• _EXERCISE INSTRUCTIONS_: Your reply should hold only the lines from the records below where "HashMap" occurs.

• _STUDY MATERIAL_:
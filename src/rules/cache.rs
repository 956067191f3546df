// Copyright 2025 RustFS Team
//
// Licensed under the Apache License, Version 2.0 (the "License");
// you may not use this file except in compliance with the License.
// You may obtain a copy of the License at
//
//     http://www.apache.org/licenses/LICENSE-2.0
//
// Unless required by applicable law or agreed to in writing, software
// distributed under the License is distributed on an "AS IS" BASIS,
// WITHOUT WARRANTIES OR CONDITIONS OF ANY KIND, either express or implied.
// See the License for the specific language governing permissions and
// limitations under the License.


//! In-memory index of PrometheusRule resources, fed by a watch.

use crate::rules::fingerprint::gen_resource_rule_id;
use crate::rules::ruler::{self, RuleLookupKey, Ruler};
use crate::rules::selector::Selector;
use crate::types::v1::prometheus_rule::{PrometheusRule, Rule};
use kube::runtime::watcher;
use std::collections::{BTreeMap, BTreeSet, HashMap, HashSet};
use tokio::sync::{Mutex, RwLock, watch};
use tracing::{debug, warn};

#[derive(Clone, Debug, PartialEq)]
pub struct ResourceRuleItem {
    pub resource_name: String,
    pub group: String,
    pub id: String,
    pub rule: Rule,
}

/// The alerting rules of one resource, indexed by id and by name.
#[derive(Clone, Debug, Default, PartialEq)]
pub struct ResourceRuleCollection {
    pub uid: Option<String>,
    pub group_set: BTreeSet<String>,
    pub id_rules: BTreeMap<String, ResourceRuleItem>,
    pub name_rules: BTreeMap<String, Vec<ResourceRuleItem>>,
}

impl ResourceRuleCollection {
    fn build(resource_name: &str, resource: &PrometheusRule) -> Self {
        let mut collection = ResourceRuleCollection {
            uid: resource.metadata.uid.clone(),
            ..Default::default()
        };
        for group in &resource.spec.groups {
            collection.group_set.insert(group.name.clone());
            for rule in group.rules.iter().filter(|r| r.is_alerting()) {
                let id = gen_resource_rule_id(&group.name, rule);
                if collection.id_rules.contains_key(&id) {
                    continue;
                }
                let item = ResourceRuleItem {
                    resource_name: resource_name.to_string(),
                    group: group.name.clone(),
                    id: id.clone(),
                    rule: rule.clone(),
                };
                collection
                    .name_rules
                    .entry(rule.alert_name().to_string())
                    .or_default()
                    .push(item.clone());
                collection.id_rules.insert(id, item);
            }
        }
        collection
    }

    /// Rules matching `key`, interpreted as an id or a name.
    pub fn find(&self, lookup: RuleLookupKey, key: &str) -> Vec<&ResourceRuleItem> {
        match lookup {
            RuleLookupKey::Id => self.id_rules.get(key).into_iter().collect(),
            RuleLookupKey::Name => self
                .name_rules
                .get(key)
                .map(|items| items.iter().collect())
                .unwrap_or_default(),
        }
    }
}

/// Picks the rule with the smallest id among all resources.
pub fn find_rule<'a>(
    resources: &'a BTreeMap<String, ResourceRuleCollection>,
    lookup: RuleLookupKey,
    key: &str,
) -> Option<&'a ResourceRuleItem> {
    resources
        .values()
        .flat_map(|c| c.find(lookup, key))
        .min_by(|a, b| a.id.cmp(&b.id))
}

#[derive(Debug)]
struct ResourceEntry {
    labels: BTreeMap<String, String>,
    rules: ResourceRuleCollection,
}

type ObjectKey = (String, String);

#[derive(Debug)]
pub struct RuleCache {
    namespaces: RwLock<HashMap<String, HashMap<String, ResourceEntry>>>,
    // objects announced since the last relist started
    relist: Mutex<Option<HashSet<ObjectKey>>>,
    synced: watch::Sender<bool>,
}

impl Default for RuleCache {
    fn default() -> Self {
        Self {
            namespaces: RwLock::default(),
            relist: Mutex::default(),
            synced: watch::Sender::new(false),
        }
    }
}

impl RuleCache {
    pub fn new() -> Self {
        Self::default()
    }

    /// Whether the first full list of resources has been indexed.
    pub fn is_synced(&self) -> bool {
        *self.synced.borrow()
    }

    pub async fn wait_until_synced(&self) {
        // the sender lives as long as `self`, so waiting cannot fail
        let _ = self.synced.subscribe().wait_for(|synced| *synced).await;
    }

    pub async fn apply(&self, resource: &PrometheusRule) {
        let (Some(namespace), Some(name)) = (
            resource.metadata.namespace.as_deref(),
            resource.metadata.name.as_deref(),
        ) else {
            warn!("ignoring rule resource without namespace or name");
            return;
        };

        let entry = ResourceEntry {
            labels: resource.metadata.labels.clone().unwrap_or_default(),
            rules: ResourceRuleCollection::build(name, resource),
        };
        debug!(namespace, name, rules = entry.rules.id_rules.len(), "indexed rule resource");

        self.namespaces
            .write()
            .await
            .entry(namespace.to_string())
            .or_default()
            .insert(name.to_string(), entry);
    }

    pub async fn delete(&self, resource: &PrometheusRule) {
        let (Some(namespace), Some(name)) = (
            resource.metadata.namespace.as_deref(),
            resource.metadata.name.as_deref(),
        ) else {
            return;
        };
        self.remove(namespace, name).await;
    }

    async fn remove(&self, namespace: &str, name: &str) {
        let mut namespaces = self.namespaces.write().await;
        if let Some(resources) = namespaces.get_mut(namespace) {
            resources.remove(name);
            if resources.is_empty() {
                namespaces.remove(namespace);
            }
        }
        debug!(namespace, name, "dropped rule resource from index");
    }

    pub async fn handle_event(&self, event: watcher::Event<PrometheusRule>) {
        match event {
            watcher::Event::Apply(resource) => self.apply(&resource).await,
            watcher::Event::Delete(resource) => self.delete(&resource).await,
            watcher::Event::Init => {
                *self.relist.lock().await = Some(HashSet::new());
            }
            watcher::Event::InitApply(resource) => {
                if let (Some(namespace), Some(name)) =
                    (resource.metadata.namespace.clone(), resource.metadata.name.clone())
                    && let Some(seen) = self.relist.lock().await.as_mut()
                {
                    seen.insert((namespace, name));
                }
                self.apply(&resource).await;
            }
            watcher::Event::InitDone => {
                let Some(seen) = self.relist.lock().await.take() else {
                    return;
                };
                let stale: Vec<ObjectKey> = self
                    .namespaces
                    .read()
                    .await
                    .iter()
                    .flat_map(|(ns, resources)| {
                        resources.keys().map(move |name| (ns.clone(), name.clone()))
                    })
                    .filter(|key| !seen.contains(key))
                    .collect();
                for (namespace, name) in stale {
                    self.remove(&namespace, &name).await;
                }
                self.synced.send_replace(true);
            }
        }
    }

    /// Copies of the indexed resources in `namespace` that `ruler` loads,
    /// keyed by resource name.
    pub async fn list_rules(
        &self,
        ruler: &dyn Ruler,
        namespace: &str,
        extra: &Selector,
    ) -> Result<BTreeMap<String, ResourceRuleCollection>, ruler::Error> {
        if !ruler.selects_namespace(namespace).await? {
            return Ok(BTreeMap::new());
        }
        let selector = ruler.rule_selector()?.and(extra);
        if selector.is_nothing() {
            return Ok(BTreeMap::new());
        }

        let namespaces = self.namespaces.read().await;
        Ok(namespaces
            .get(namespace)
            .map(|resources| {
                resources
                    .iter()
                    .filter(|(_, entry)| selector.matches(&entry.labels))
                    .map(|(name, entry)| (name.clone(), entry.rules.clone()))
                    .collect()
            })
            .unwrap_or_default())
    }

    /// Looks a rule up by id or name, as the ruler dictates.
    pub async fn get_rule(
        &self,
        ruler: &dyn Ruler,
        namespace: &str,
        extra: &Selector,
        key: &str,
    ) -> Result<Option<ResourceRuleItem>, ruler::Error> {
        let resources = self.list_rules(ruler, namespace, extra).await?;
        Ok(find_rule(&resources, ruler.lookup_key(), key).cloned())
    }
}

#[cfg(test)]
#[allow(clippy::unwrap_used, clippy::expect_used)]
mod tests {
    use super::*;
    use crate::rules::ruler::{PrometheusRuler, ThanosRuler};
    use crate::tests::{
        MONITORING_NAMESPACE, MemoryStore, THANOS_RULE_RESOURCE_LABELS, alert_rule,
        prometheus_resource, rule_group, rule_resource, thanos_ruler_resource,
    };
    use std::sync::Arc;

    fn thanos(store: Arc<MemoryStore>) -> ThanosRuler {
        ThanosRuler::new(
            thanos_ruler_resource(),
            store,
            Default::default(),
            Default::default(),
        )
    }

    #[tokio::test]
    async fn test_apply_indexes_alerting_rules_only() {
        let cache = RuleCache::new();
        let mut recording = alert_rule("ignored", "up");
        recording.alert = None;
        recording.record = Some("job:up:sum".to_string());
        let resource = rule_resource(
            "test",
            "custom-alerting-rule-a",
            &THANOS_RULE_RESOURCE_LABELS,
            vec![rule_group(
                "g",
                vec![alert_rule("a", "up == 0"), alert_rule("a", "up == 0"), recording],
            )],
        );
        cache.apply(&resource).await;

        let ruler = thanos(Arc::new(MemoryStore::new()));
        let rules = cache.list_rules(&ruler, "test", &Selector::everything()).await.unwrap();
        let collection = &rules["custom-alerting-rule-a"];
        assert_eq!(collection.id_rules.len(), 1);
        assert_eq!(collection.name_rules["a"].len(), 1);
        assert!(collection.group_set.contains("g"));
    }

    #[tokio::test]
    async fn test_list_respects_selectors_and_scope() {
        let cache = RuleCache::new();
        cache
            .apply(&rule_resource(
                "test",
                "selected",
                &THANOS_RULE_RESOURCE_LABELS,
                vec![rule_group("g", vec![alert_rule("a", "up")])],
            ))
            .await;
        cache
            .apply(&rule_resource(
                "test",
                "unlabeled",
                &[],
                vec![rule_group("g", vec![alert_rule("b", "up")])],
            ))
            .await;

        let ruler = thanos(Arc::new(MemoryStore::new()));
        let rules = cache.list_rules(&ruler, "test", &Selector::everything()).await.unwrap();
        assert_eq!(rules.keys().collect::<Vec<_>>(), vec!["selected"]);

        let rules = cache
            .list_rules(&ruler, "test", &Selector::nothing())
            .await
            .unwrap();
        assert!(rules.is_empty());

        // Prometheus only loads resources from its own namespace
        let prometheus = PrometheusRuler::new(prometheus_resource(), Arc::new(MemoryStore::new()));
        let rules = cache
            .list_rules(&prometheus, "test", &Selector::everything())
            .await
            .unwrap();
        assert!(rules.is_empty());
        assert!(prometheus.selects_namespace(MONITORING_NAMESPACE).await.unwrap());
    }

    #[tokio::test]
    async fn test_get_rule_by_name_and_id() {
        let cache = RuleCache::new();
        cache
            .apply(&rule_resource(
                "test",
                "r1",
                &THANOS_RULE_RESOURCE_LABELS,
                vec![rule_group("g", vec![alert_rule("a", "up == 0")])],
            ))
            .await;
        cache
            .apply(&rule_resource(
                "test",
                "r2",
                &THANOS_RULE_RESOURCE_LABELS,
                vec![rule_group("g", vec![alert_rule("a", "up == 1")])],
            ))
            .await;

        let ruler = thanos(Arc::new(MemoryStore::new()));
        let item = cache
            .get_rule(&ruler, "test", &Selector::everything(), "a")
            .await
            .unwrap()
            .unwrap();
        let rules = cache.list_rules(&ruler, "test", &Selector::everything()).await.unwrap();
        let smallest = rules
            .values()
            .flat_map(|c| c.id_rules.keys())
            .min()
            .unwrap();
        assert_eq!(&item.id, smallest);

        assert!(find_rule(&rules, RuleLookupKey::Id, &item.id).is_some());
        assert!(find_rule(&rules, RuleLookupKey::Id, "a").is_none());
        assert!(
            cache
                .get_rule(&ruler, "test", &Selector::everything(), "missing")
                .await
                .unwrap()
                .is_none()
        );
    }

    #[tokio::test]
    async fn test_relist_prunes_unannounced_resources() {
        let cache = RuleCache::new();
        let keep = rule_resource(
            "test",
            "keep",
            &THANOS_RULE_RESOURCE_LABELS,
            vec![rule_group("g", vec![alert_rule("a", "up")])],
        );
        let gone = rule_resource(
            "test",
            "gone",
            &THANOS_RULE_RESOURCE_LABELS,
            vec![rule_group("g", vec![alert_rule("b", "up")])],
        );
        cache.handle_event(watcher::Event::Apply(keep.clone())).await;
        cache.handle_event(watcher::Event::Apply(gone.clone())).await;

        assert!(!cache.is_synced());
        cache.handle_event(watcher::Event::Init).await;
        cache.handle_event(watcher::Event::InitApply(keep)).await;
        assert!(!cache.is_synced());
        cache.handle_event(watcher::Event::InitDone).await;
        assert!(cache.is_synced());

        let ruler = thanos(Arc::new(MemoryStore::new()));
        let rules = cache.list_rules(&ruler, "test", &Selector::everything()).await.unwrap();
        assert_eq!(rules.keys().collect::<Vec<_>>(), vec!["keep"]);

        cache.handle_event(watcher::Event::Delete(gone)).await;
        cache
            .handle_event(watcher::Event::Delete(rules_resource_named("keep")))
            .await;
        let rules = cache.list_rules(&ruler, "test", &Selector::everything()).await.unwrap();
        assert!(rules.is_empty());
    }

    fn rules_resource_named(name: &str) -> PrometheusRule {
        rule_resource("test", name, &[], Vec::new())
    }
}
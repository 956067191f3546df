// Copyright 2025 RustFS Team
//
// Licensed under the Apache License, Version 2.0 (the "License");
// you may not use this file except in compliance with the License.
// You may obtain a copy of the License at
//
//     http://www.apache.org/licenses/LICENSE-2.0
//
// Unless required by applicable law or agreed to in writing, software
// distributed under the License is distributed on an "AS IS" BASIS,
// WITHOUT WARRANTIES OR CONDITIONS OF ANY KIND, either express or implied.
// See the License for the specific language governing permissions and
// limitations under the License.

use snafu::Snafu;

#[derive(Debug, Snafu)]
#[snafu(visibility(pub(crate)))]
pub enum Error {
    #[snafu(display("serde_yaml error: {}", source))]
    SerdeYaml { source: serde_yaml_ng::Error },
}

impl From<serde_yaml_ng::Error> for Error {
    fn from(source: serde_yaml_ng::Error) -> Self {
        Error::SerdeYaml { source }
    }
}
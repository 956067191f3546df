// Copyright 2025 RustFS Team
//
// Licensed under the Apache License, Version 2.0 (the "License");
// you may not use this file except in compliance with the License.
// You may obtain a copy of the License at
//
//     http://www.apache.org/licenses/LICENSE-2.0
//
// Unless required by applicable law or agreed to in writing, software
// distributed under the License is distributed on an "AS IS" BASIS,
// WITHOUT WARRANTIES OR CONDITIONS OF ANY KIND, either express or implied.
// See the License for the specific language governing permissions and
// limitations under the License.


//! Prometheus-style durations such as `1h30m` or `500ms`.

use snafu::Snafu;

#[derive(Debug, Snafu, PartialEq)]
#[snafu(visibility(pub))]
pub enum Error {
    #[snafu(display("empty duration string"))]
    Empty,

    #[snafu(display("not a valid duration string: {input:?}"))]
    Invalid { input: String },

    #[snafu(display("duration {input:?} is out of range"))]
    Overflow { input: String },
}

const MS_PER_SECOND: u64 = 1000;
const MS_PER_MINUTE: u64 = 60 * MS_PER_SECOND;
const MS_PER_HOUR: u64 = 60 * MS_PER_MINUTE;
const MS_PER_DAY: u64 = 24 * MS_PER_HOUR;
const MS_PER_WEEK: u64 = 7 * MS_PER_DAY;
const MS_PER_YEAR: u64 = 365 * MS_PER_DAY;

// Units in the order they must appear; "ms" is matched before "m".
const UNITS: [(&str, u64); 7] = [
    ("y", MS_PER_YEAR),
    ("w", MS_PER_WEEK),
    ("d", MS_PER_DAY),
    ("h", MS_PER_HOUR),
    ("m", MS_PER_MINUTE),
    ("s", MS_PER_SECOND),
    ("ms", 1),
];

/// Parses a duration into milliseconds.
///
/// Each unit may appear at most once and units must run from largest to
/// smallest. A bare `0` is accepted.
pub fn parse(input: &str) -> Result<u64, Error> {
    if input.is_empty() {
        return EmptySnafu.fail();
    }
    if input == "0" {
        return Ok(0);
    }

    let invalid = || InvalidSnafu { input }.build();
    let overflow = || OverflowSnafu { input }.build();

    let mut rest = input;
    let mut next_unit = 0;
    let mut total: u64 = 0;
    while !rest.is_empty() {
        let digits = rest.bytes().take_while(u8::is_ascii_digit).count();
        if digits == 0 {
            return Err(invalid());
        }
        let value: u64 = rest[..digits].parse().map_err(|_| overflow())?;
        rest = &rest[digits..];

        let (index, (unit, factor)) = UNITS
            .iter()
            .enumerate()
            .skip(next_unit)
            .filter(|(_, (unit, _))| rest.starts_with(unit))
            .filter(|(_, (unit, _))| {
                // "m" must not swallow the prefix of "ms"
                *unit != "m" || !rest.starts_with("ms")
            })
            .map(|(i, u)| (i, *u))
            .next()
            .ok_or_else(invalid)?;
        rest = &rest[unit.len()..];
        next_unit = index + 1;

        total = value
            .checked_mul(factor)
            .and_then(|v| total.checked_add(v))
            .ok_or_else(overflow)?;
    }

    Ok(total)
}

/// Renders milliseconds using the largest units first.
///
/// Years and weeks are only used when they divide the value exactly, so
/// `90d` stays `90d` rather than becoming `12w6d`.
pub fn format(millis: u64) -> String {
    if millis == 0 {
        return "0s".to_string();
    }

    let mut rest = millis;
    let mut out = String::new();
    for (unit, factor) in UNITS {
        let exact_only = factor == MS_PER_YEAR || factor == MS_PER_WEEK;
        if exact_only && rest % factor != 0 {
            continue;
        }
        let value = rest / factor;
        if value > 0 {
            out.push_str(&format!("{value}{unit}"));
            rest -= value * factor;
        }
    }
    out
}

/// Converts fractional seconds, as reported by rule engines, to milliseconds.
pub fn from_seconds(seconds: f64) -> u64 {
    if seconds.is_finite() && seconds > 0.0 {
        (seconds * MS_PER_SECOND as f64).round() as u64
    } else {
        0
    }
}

• _RESPONSE TO THIS EXERCISE_:
use std::collections::{BTreeMap, BTreeSet, HashMap, HashSet};
    namespaces: RwLock<HashMap<String, HashMap<String, ResourceEntry>>>,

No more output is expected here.